━━ Input material

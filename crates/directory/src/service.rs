use std::collections::HashMap;
use std::sync::{Arc, Mutex, MutexGuard, RwLock};

use chrono::NaiveDate;
use uuid::Uuid;

use ums_core::{Clock, DomainError, DomainResult, Entity, OrganizationId, SystemClock, TenantId};

use crate::records::*;
use crate::store::{InMemoryTenantStore, TenantStore};

/// Global registry of tenants.
pub struct TenantRegistry {
    tenants: RwLock<HashMap<TenantId, Tenant>>,
    clock: Arc<dyn Clock>,
}

impl TenantRegistry {
    pub fn new(clock: Arc<dyn Clock>) -> Self {
        Self {
            tenants: RwLock::new(HashMap::new()),
            clock,
        }
    }

    /// Ordered by creation time.
    pub fn list(&self) -> Vec<Tenant> {
        let mut tenants: Vec<Tenant> = match self.tenants.read() {
            Ok(map) => map.values().cloned().collect(),
            Err(_) => return vec![],
        };
        tenants.sort_by_key(|t| (t.created_at, t.id));
        tenants
    }

    pub fn get(&self, id: TenantId) -> DomainResult<Tenant> {
        self.tenants
            .read()
            .ok()
            .and_then(|map| map.get(&id).cloned())
            .ok_or(DomainError::not_found(Tenant::KIND))
    }

    pub fn contains(&self, id: TenantId) -> bool {
        self.tenants.read().map(|m| m.contains_key(&id)).unwrap_or(false)
    }

    pub fn create(&self, draft: TenantDraft) -> DomainResult<Tenant> {
        self.create_with_id(TenantId::new(), draft)
    }

    fn create_with_id(&self, id: TenantId, draft: TenantDraft) -> DomainResult<Tenant> {
        let tenant = Tenant::from_draft(id, draft, self.clock.now())?;
        let mut map = self
            .tenants
            .write()
            .map_err(|_| DomainError::conflict("tenant registry lock poisoned"))?;
        map.insert(tenant.id, tenant.clone());
        tracing::info!(tenant_id = %tenant.id, name = %tenant.name, "tenant created");
        Ok(tenant)
    }

    pub fn update(&self, id: TenantId, patch: TenantPatch) -> DomainResult<Tenant> {
        let mut map = self
            .tenants
            .write()
            .map_err(|_| DomainError::conflict("tenant registry lock poisoned"))?;
        let current = map.get(&id).ok_or(DomainError::not_found(Tenant::KIND))?;

        let mut next = current.clone();
        next.apply_patch(patch)?;
        next.updated_at = self.clock.now();
        map.insert(id, next.clone());
        Ok(next)
    }

    fn remove(&self, id: TenantId) -> DomainResult<Tenant> {
        let mut map = self
            .tenants
            .write()
            .map_err(|_| DomainError::conflict("tenant registry lock poisoned"))?;
        map.remove(&id).ok_or(DomainError::not_found(Tenant::KIND))
    }
}

/// Answers whether an organization exists in a tenant.
type OrganizationLookup = Arc<dyn Fn(TenantId, OrganizationId) -> bool + Send + Sync>;

/// CRUD over one tenant-scoped record kind.
///
/// Writes are serialized per collection, so the uniqueness check and the
/// store write happen as one step.
pub struct Collection<R: Record> {
    store: Arc<InMemoryTenantStore<R::Id, R>>,
    tenants: Arc<TenantRegistry>,
    clock: Arc<dyn Clock>,
    organizations: Option<OrganizationLookup>,
    writes: Mutex<()>,
}
use clap::Parser;

use ums_auth::SessionConfig;
use ums_console::{app::App, command::Cli};

#[tokio::main]
async fn main() -> anyhow::Result<()> {
    ums_observability::init();

    let cli = Cli::parse();
    let config = SessionConfig::from_env()?;
    let app = App::build(config, cli.in_memory)?;

    let mut stdout = std::io::stdout();
    app.execute(cli.command, &mut stdout).await
}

━━━━

§ **Exercise goal**: Make a precise copy of the records in their entirety.

§ **Reply to the task**:
filename crates/directory/src/service.rs
use std::collections::HashMap;
use std::sync::{Arc, Mutex, MutexGuard, RwLock};

use chrono::NaiveDate;
use uuid::Uuid;

use ums_core::{Clock, DomainError, DomainResult, Entity, OrganizationId, SystemClock, TenantId};

use crate::records::*;
use crate::store::{InMemoryTenantStore, TenantStore};

/// Global registry of tenants.
pub struct TenantRegistry {
    tenants: RwLock<HashMap<TenantId, Tenant>>,
    clock: Arc<dyn Clock>,
}

impl TenantRegistry {
    pub fn new(clock: Arc<dyn Clock>) -> Self {
        Self {
            tenants: RwLock::new(HashMap::new()),
            clock,
        }
    }

    /// Ordered by creation time.
    pub fn list(&self) -> Vec<Tenant> {
        let mut tenants: Vec<Tenant> = match self.tenants.read() {
            Ok(map) => map.values().cloned().collect(),
            Err(_) => return vec![],
        };
        tenants.sort_by_key(|t| (t.created_at, t.id));
        tenants
    }

    pub fn get(&self, id: TenantId) -> DomainResult<Tenant> {
        self.tenants
            .read()
            .ok()
            .and_then(|map| map.get(&id).cloned())
            .ok_or(DomainError::not_found(Tenant::KIND))
    }

    pub fn contains(&self, id: TenantId) -> bool {
        self.tenants.read().map(|m| m.contains_key(&id)).unwrap_or(false)
    }

    pub fn create(&self, draft: TenantDraft) -> DomainResult<Tenant> {
        self.create_with_id(TenantId::new(), draft)
    }

    fn create_with_id(&self, id: TenantId, draft: TenantDraft) -> DomainResult<Tenant> {
        let tenant = Tenant::from_draft(id, draft, self.clock.now())?;
        let mut map = self
            .tenants
            .write()
            .map_err(|_| DomainError::conflict("tenant registry lock poisoned"))?;
        map.insert(tenant.id, tenant.clone());
        tracing::info!(tenant_id = %tenant.id, name = %tenant.name, "tenant created");
        Ok(tenant)
    }

    pub fn update(&self, id: TenantId, patch: TenantPatch) -> DomainResult<Tenant> {
        let mut map = self
            .tenants
            .write()
            .map_err(|_| DomainError::conflict("tenant registry lock poisoned"))?;
        let current = map.get(&id).ok_or(DomainError::not_found(Tenant::KIND))?;

        let mut next = current.clone();
        next.apply_patch(patch)?;
        next.updated_at = self.clock.now();
        map.insert(id, next.clone());
        Ok(next)
    }

    fn remove(&self, id: TenantId) -> DomainResult<Tenant> {
        let mut map = self
            .tenants
            .write()
            .map_err(|_| DomainError::conflict("tenant registry lock poisoned"))?;
        map.remove(&id).ok_or(DomainError::not_found(Tenant::KIND))
    }
}

/// Answers whether an organization exists in a tenant.
type OrganizationLookup = Arc<dyn Fn(TenantId, OrganizationId) -> bool + Send + Sync>;

/// CRUD over one tenant-scoped record kind.
///
/// Writes are serialized per collection, so the uniqueness check and the
/// store write happen as one step.
pub struct Collection<R: Record> {
    store: Arc<InMemoryTenantStore<R::Id, R>>,
    tenants: Arc<TenantRegistry>,
    clock: Arc<dyn Clock>,
    organizations: Option<OrganizationLookup>,
    writes: Mutex<()>,
}
use clap::Parser;

use ums_auth::SessionConfig;
use ums_console::{app::App, command::Cli};

#[tokio::main]
async fn main() -> anyhow::Result<()> {
    ums_observability::init();

    let cli = Cli::parse();
    let config = SessionConfig::from_env()?;
    let app = App::build(config, cli.in_memory)?;

    let mut stdout = std::io::stdout();
    app.execute(cli.command, &mut stdout).await
}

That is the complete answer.